Dollface Kitchen by Cherry Dollface (2020)
This is the second book from pinup model and vintage enthusiast, Cherry Dollface. (I’ve had her first book since it came out and never reviewed it — must be better about that…) As you probably guessed from the title, it’s a cookbook. You know how much I love cooking, especially vintage recipes! She was supposed to have a book release party at Viva, but instead it got moved to FB and IG Live. It was fun to watch her sign my book on-line, but I miss author events…
It’s probably not the best timing to try to review a cookbook during lockdown, since mostly I have to look at the recipes and sigh. The book is organized into six categories, of the sort you would expect like main dishes and desserts. Each of those has three “Healthy-ish” recipes, three “Not-so-healthy”, and two vintage recipes — one “weird” and one “wonderful”. The vintage recipes are the sort found on boxes and cans and I’m unclear if she’s actually cooked any of them. All recipes are marked if they are vegetarian, vegan, dairy-free and/or gluten-free.

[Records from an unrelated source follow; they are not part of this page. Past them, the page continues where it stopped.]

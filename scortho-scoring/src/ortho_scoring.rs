use std::fmt::{self, Display};

use indicatif::ProgressBar;
use serde::Serialize;

use scortho_core::models::{Nucleotide, Scaffold, reverse_complement};

use crate::circular::circularize;
use crate::config::OrthoConfig;
use crate::errors::ScoringError;

///
/// Per-call accumulator for the pairwise scan. Owned exclusively by the scan
/// and converted into an [`OrthoReport`] afterwards.
///
#[derive(Debug, Default)]
struct MatchTally {
    count: u64,
    count_rev_compl: u64,
    repeats: Vec<u64>,
    repeats_rev_compl: Vec<u64>,
}

///
/// Final, immutable orthogonality report for one pair of scaffolds.
///
/// The field names are the stable contract a presentation layer may rely on.
/// Reverse-complement fields are `None` when reverse-complement counting was
/// not requested, never a numeric sentinel.
///
#[derive(Eq, PartialEq, Debug, Clone, Serialize)]
pub struct OrthoReport {
    /// Raw exact segment matches of sc1 within sc2
    pub count: u64,
    /// Raw reverse-complement segment matches
    pub count_revcompl: Option<u64>,
    /// Exact matches deduplicated so each sc1 position contributes at most once
    pub count_corrected: u64,
    /// Reverse-complement matches, deduplicated the same way
    pub count_revcompl_corrected: Option<u64>,
    /// Repeat multiplicities of sc1 positions with more than one exact match
    pub n_count: Vec<u64>,
    /// Repeat multiplicities of sc1 positions with more than one reverse-complement match
    pub n_count_revcompl: Option<Vec<u64>>,
}

impl Display for OrthoReport {
    fn fmt(&self, f: &mut fmt::Formatter<'_>) -> fmt::Result {
        fn optional<T: fmt::Debug>(value: &Option<T>) -> String {
            value
                .as_ref()
                .map_or("n/a".to_string(), |v| format!("{:?}", v))
        }

        writeln!(f, "count: {}", self.count)?;
        writeln!(f, "count_revcompl: {}", optional(&self.count_revcompl))?;
        writeln!(f, "count_corrected: {}", self.count_corrected)?;
        writeln!(
            f,
            "count_revcompl_corrected: {}",
            optional(&self.count_revcompl_corrected)
        )?;
        writeln!(f, "n_count: {:?}", self.n_count)?;
        write!(f, "n_count_revcompl: {}", optional(&self.n_count_revcompl))
    }
}

///
/// Score the orthogonality of two scaffold strands.
///
/// Every `segment_length`-base window of `sc1` is compared against every
/// window of `sc2`; matches are tallied raw and corrected for repeats so that
/// each `sc1` position contributes at most once. Both strands are read under
/// the topology selected in `config` (circular by default).
///
/// Fails with [`ScoringError::InvalidSegmentLength`] before any comparison
/// when the segment length is zero or exceeds either scaffold's length.
///
pub fn score_orthogonality(
    sc1: &Scaffold,
    sc2: &Scaffold,
    config: &OrthoConfig,
) -> Result<OrthoReport, ScoringError> {
    let extended_sc1 = circularize(sc1, config.segment_length, config.is_linear)?;
    let extended_sc2 = circularize(sc2, config.segment_length, config.is_linear)?;

    let tally = scan(&extended_sc1, &extended_sc2, sc1.len(), sc2.len(), config);

    let count_corrected = corrected_count(tally.count, &tally.repeats);
    let (count_revcompl, count_revcompl_corrected, n_count_revcompl) = if config.include_rev_compl
    {
        (
            Some(tally.count_rev_compl),
            Some(corrected_count(
                tally.count_rev_compl,
                &tally.repeats_rev_compl,
            )),
            Some(tally.repeats_rev_compl),
        )
    } else {
        (None, None, None)
    };

    Ok(OrthoReport {
        count: tally.count,
        count_revcompl,
        count_corrected,
        count_revcompl_corrected,
        n_count: tally.repeats,
        n_count_revcompl,
    })
}

///
/// The exhaustive all-pairs window scan over both extended buffers.
///
/// Windows that would run past the end of a buffer (possible only for linear
/// scaffolds near the tail) are skipped: a short window can never satisfy the
/// length-equality rule, so it is rejected rather than silently truncated.
///
fn scan(
    extended_sc1: &[Nucleotide],
    extended_sc2: &[Nucleotide],
    sc1_len: usize,
    sc2_len: usize,
    config: &OrthoConfig,
) -> MatchTally {
    let n = config.segment_length;
    let mut tally = MatchTally::default();

    let bar = ProgressBar::new(sc1_len as u64);

    for i in 0..sc1_len {
        bar.inc(1);

        let Some(window1) = extended_sc1.get(i..i + n) else {
            continue;
        };

        let mut repeat_count: u64 = 0;
        let mut repeat_count_rev_compl: u64 = 0;

        for j in 0..sc2_len {
            let Some(window2) = extended_sc2.get(j..j + n) else {
                continue;
            };

            if window1 == window2 {
                tally.count += 1;
                repeat_count += 1;
            }

            // the reverse-complement window is anchored at the same start
            // index j as the forward window
            if config.include_rev_compl && window1 == reverse_complement(window2).as_slice() {
                tally.count_rev_compl += 1;
                repeat_count_rev_compl += 1;
            }
        }

        // only positions matching more than once count as repeats
        if repeat_count > 1 {
            tally.repeats.push(repeat_count);
        }
        if repeat_count_rev_compl > 1 {
            tally.repeats_rev_compl.push(repeat_count_rev_compl);
        }
    }

    bar.finish_and_clear();

    tally
}

///
/// Deduplicate a raw match count: each position recorded in `repeats`
/// contributed `r` raw matches but should contribute exactly one, so the
/// `r - 1` excess per recorded position is removed. Positions with a single
/// match are not recorded and stay untouched.
///
fn corrected_count(raw: u64, repeats: &[u64]) -> u64 {
    let excess: u64 = repeats.iter().map(|r| r - 1).sum();
    raw - excess
}

#[cfg(test)]
mod tests {
    use super::*;

    use pretty_assertions::assert_eq;
    use rstest::*;

    fn scaffold(s: &str) -> Scaffold {
        s.parse().unwrap()
    }

    #[rstest]
    fn test_period_four_scaffold_against_itself() {
        // every 4-base window of the period-4 scaffold recurs twice in the
        // circular reading of its copy
        let sc = scaffold("ATGCATGC");
        let config = OrthoConfig {
            segment_length: 4,
            is_linear: false,
            include_rev_compl: false,
        };

        let report = score_orthogonality(&sc, &sc, &config).unwrap();

        assert_eq!(report.count, 16);
        assert_eq!(report.n_count, vec![2; 8]);
        assert_eq!(report.count_corrected, 8);

        assert_eq!(report.count_revcompl, None);
        assert_eq!(report.count_revcompl_corrected, None);
        assert_eq!(report.n_count_revcompl, None);
    }

    #[rstest]
    fn test_rev_compl_matches_without_exact_matches() {
        // AA never equals TT, but complements it everywhere
        let sc1 = scaffold("AAAA");
        let sc2 = scaffold("TTTT");
        let config = OrthoConfig {
            segment_length: 2,
            is_linear: true,
            include_rev_compl: true,
        };

        let report = score_orthogonality(&sc1, &sc2, &config).unwrap();

        assert_eq!(report.count, 0);
        assert_eq!(report.count_corrected, 0);
        assert_eq!(report.n_count, Vec::<u64>::new());

        // three full windows of sc1, each matching three windows of sc2
        assert_eq!(report.count_revcompl, Some(9));
        assert_eq!(report.n_count_revcompl, Some(vec![3, 3, 3]));
        assert_eq!(report.count_revcompl_corrected, Some(3));
    }

    #[rstest]
    fn test_rev_compl_window_shares_the_forward_anchor() {
        let sc1 = scaffold("ATGC");
        let sc2 = scaffold("GCAT");
        let config = OrthoConfig {
            segment_length: 4,
            is_linear: true,
            include_rev_compl: true,
        };

        let report = score_orthogonality(&sc1, &sc2, &config).unwrap();

        assert_eq!(report.count, 0);
        assert_eq!(report.count_revcompl, Some(1));
        assert_eq!(report.count_revcompl_corrected, Some(1));
    }

    #[rstest]
    fn test_wrap_spanning_match_needs_circular_topology() {
        // sc1 ends in AT and starts with GC; the ATGC window exists only
        // across the wrap
        let sc1 = scaffold("GCCAT");
        let sc2 = scaffold("TATGCT");

        let linear = OrthoConfig {
            segment_length: 4,
            is_linear: true,
            include_rev_compl: false,
        };
        let report = score_orthogonality(&sc1, &sc2, &linear).unwrap();
        assert_eq!(report.count, 0);

        let circular = OrthoConfig {
            is_linear: false,
            ..linear
        };
        let report = score_orthogonality(&sc1, &sc2, &circular).unwrap();
        assert_eq!(report.count, 1);
        assert_eq!(report.count_corrected, 1);
        assert_eq!(report.n_count, Vec::<u64>::new());
    }

    #[rstest]
    #[case(0)]
    #[case(4)]
    fn test_segment_length_out_of_range(#[case] segment_length: usize) {
        let sc1 = scaffold("ATGCATGC");
        let sc2 = scaffold("ATG");
        let config = OrthoConfig {
            segment_length,
            is_linear: false,
            include_rev_compl: false,
        };

        let result = score_orthogonality(&sc1, &sc2, &config);
        assert!(matches!(
            result,
            Err(ScoringError::InvalidSegmentLength { .. })
        ));
    }

    #[rstest]
    #[case("ATGCATGC", "ATGCATGC", 4, false)]
    #[case("GCCAT", "TATGCT", 4, true)]
    #[case("AAAA", "AAAA", 2, false)]
    fn test_corrected_count_never_exceeds_raw(
        #[case] sc1: &str,
        #[case] sc2: &str,
        #[case] segment_length: usize,
        #[case] is_linear: bool,
    ) {
        let config = OrthoConfig {
            segment_length,
            is_linear,
            include_rev_compl: true,
        };

        let report = score_orthogonality(&scaffold(sc1), &scaffold(sc2), &config).unwrap();

        assert!(report.count_corrected <= report.count);
        assert_eq!(
            report.count_corrected == report.count,
            report.n_count.is_empty()
        );

        let raw_rc = report.count_revcompl.unwrap();
        let corrected_rc = report.count_revcompl_corrected.unwrap();
        assert!(corrected_rc <= raw_rc);
        assert_eq!(
            corrected_rc == raw_rc,
            report.n_count_revcompl.unwrap().is_empty()
        );
    }

    #[rstest]
    fn test_report_display() {
        let sc = scaffold("ATGCATGC");
        let config = OrthoConfig {
            segment_length: 4,
            is_linear: false,
            include_rev_compl: false,
        };

        let report = score_orthogonality(&sc, &sc, &config).unwrap();
        let text = report.to_string();

        assert_eq!(
            text,
            "count: 16\n\
             count_revcompl: n/a\n\
             count_corrected: 8\n\
             count_revcompl_corrected: n/a\n\
             n_count: [2, 2, 2, 2, 2, 2, 2, 2]\n\
             n_count_revcompl: n/a"
        );
    }

    #[rstest]
    fn test_report_serializes_with_stable_field_names() {
        let sc = scaffold("ATGCATGC");
        let config = OrthoConfig {
            segment_length: 4,
            is_linear: false,
            include_rev_compl: false,
        };

        let report = score_orthogonality(&sc, &sc, &config).unwrap();
        let json = serde_json::to_value(&report).unwrap();

        assert_eq!(json["count"], 16);
        assert_eq!(json["count_corrected"], 8);
        assert!(json["count_revcompl"].is_null());
        assert!(json["count_revcompl_corrected"].is_null());
        assert_eq!(json["n_count"].as_array().unwrap().len(), 8);
        assert!(json["n_count_revcompl"].is_null());
    }
}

As you might expect of a pin-up model, the book is full of photographs. Cherry is shown posing with food, in the kitchen, or just making faces (usually at a weird vintage recipes). There are also tempting photos of all the dishes (except some of the vintage ones). Everything looks bright and fun. I’m looking forward to trying several of these, like the carnitas tacos, baked oatmeal, and caramel apple bread pudding. I can’t wait to cook for friends again!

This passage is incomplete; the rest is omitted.